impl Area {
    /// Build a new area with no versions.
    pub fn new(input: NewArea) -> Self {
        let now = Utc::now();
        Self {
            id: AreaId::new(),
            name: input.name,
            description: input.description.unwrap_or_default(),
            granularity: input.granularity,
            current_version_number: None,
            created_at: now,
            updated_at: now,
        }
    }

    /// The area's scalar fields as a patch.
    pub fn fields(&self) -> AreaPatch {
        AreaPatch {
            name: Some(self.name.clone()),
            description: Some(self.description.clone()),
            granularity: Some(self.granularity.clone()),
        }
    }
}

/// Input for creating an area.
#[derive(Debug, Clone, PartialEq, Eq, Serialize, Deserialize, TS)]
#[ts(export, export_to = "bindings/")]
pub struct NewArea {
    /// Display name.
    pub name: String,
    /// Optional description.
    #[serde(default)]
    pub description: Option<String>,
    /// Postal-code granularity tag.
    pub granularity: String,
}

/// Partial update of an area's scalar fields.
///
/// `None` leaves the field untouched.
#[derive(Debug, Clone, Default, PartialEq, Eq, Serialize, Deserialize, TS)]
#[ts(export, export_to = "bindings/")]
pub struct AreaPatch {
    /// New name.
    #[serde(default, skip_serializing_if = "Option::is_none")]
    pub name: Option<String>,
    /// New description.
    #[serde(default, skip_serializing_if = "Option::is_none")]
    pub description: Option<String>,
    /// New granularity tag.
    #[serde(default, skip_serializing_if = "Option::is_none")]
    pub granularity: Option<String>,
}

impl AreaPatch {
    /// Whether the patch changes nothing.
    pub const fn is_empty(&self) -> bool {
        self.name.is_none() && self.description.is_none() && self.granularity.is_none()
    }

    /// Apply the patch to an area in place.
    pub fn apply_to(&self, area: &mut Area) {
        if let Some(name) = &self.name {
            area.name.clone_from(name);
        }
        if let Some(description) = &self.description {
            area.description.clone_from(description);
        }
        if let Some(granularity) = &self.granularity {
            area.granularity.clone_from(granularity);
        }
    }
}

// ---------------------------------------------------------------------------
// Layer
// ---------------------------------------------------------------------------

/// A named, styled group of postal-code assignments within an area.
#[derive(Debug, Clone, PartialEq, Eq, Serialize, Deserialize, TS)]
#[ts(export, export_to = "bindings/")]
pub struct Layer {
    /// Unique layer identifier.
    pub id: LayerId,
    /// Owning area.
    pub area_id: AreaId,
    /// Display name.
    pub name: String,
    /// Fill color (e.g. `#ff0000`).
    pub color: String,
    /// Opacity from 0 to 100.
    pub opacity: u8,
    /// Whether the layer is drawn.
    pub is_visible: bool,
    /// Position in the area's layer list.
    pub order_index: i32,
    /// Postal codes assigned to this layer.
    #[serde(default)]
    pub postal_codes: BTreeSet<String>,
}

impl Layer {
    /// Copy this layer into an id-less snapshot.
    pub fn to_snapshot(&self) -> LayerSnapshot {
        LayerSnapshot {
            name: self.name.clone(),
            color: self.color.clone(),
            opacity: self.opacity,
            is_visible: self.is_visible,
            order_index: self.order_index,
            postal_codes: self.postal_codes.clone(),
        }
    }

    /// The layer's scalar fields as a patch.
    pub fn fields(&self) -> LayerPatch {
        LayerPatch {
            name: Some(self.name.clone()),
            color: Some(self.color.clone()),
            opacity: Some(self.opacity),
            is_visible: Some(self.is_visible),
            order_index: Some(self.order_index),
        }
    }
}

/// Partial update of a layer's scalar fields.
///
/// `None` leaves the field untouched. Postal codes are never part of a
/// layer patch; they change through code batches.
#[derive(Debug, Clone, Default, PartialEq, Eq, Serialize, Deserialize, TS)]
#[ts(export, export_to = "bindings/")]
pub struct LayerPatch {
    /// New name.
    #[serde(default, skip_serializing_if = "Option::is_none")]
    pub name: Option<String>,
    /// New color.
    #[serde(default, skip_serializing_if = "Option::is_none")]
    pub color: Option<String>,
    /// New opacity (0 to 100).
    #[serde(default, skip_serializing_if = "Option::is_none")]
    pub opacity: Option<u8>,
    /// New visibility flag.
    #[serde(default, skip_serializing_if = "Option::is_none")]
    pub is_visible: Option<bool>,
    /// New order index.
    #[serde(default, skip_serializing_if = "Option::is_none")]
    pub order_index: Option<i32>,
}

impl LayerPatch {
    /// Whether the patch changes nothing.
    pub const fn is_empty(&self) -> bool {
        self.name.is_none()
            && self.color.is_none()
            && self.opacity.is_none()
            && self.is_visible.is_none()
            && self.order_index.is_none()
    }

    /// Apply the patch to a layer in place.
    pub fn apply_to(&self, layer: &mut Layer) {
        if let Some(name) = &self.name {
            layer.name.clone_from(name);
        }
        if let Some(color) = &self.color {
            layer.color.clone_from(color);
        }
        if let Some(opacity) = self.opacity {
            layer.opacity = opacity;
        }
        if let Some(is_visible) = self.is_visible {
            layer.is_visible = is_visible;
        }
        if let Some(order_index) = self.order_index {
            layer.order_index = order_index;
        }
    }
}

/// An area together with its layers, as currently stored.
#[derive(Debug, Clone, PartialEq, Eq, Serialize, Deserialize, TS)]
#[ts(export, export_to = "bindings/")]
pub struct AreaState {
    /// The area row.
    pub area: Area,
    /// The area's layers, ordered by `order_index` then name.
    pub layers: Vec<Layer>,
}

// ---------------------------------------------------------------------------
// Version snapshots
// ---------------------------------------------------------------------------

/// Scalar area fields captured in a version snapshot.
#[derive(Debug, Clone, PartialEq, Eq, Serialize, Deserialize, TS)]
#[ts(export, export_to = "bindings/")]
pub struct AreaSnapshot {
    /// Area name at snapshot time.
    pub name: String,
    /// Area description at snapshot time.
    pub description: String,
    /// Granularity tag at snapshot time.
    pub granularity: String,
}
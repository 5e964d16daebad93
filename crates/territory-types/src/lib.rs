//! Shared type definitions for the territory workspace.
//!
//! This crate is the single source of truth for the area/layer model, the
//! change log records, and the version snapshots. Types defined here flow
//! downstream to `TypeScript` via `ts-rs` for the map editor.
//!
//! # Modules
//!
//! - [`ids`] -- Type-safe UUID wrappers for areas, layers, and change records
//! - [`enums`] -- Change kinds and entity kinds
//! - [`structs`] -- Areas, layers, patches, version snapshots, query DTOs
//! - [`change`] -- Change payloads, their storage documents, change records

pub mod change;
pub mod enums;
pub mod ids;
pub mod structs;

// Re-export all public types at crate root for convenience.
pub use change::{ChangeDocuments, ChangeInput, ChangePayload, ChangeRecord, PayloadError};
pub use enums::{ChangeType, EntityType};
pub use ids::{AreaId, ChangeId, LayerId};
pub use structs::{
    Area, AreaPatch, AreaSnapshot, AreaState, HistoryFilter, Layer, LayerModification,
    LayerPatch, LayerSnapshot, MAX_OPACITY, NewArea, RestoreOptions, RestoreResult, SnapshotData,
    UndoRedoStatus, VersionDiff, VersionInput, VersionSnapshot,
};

- [Exercise goal]: Copy out the lines of the data where the string "AreaId" occurs.

- [Output of the task]:
            id: AreaId::new(),
    pub area_id: AreaId,
pub use ids::{AreaId, ChangeId, LayerId};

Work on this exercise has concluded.